[Clayart] Small kiln
Snail Scott
claywork at flying-snail.com
Wed Feb 26 11:32:18 EST 2020
> On Feb 25, 2020, at 10:05 AM, Kathy Forer <kef at KFORER.COM> wrote:
>
> Does anyone make a 16 x 16 x 16 inch interior bisque kiln that would work in a garden shed on extension cord – doesn’t sound right? Would probably need an electrician to bury a wire for the twenty feet away from the shed house. Does a garden shed even work for a kiln in the Northeast? …
There often small and medium-sized ‘doll kilns’ on Craigslist and such which will hit bisque temp reliably, from various good manufacturers. Lots of hobbyists get enthusiastic, then give them up.
i would avoid an extension cord. The issue is mainly (as I see it), the resistance that occurs where the contacts of the plug and receptacle touch each other. This is always the ‘hot spot’ in such a circuit, and with an extension cord, you increase the number of such spots. Since you would likely have to build your own extension cord out of #6 wire anyway (nobody sells one), you might as well just hardwire it in. It will be safer, you can always pull it out later, and it will actually be less work than making an extension cord!
If you want, go ahead and have the existing plug on the kiln attach to a receptacle on the ‘studio’ end of wire, but attach the other end of the #6 wire wire right to the breaker. Minimize the number of connections within the circuit even if you can’t eliminate them all.

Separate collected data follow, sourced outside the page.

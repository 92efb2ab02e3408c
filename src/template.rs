use crate::config::ConfigError;
use crate::task::{CategorySelection, TaskSelection};
use serde::{Deserialize, Serialize};
use std::collections::BTreeMap;
use std::fmt;
use std::fs;
use std::path::Path;
use std::str::FromStr;
use tracing::debug;

/// How a template turns a selection into tasks.
#[derive(Debug, Clone, Copy, Default, PartialEq, Eq, Serialize, Deserialize)]
#[serde(rename_all = "lowercase")]
pub enum LogicKind {
    /// Selected tasks times days, broken into progressive percentages.
    #[default]
    Percentual,
    /// Category items times the category's fixed tasks.
    Multiplicador,
}

impl LogicKind {
    pub fn as_str(&self) -> &'static str {
        match self {
            LogicKind::Percentual => "percentual",
            LogicKind::Multiplicador => "multiplicador",
        }
    }
}

impl fmt::Display for LogicKind {
    fn fmt(&self, f: &mut fmt::Formatter<'_>) -> fmt::Result {
        f.pad(self.as_str())
    }
}

impl FromStr for LogicKind {
    type Err = ConfigError;

    fn from_str(s: &str) -> Result<Self, Self::Err> {
        match s.trim().to_ascii_lowercase().as_str() {
            "percentual" => Ok(LogicKind::Percentual),
            "multiplicador" => Ok(LogicKind::Multiplicador),
            other => Err(ConfigError::Invalid(format!(
                "unknown tipo_logica '{other}' (expected percentual or multiplicador)"
            ))),
        }
    }
}

#[derive(Debug, Clone, PartialEq, Eq, Serialize, Deserialize)]
#[serde(deny_unknown_fields)]
pub struct TemplateTask {
    pub id: u32,
    pub nome: String,
    #[serde(default = "default_days")]
    pub dias_default: i32,
}

fn default_days() -> i32 {
    1
}

impl TemplateTask {
    pub fn select(&self, dias: i32) -> TaskSelection {
        TaskSelection::new(self.id, self.nome.clone(), dias)
    }
}

#[derive(Debug, Clone, PartialEq, Eq, Serialize, Deserialize)]
#[serde(deny_unknown_fields)]
pub struct Category {
    pub id: String,
    pub nome: String,
    pub tarefas: Vec<String>,
    #[serde(default)]
    pub itens: Vec<String>,
}

impl Category {
    pub fn select<S: Into<String>>(&self, items: impl IntoIterator<Item = S>) -> CategorySelection {
        CategorySelection {
            categoria_nome: self.nome.clone(),
            itens: items.into_iter().map(Into::into).collect(),
            tarefas_fixas: self.tarefas.clone(),
        }
    }
}

/// One WBS template file.
#[derive(Debug, Clone, PartialEq, Eq, Serialize, Deserialize)]
#[serde(deny_unknown_fields)]
pub struct WbsTemplate {
    pub wbs_type: String,
    pub nome: String,
    #[serde(default)]
    pub descricao: String,
    #[serde(default)]
    pub tipo_logica: LogicKind,
    #[serde(default)]
    pub tarefas: Vec<TemplateTask>,
    #[serde(default)]
    pub categorias: Vec<Category>,
}

impl WbsTemplate {
    pub fn from_yaml_str(input: &str) -> Result<Self, serde_yaml::Error> {
        serde_yaml::from_str(input)
    }

    pub fn task(&self, id: u32) -> Option<&TemplateTask> {
        self.tarefas.iter().find(|t| t.id == id)
    }

    pub fn category(&self, id: &str) -> Option<&Category> {
        self.categorias.iter().find(|c| c.id == id)
    }
}

pub fn load_template<P: AsRef<Path>>(path: P) -> Result<WbsTemplate, ConfigError> {
    let path = path.as_ref();
    let raw = fs::read_to_string(path).map_err(|source| ConfigError::Io {
        path: path.to_path_buf(),
        source,
    })?;
    WbsTemplate::from_yaml_str(&raw).map_err(|source| ConfigError::Yaml {
        path: path.to_path_buf(),
        source,
    })
}

/// Loads every `*.yaml` / `*.yml` file in `dir`, keyed by `wbs_type`.
pub fn load_templates<P: AsRef<Path>>(dir: P) -> Result<BTreeMap<String, WbsTemplate>, ConfigError> {
    let dir = dir.as_ref();
    let entries = fs::read_dir(dir).map_err(|source| ConfigError::Io {
        path: dir.to_path_buf(),
        source,
    })?;

    let mut paths = Vec::new();
    for entry in entries {
        let entry = entry.map_err(|source| ConfigError::Io {
            path: dir.to_path_buf(),
            source,
        })?;
        let path = entry.path();
        let is_yaml = path
            .extension()
            .and_then(|ext| ext.to_str())
            .is_some_and(|ext| ext == "yaml" || ext == "yml");
        if is_yaml {
            paths.push(path);
        }
    }
    paths.sort();

    let mut templates = BTreeMap::new();
    for path in paths {
        let template = load_template(&path)?;
        if templates.contains_key(&template.wbs_type) {
            return Err(ConfigError::DuplicateTemplate(template.wbs_type));
        }
        debug!(wbs_type = %template.wbs_type, path = %path.display(), "loaded template");
        templates.insert(template.wbs_type.clone(), template);
    }
    Ok(templates)
}

/// Splits free text into items: by line when the text has a newline,
/// otherwise by comma. Entries are trimmed and blanks dropped.
pub fn parse_items(text: &str) -> Vec<String> {
    let separator = if text.contains('\n') { '\n' } else { ',' };
    text.split(separator)
        .map(str::trim)
        .filter(|item| !item.is_empty())
        .map(ToOwned::to_owned)
        .collect()
}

Disclaimer: I am not an electrician, but I’ve always wired my own kiln connections, and never had a studio fire. I can’t say the same of kilns wired by professionals: I‘ve personally seen two fires which started due to undersized wiring which was installed by licensed professionals. And the fires all started at a wiring connection, not in the kiln or in the middle of a wire or even on a wall near the kiln. (My insurance agent says the same: connections are where fires start.)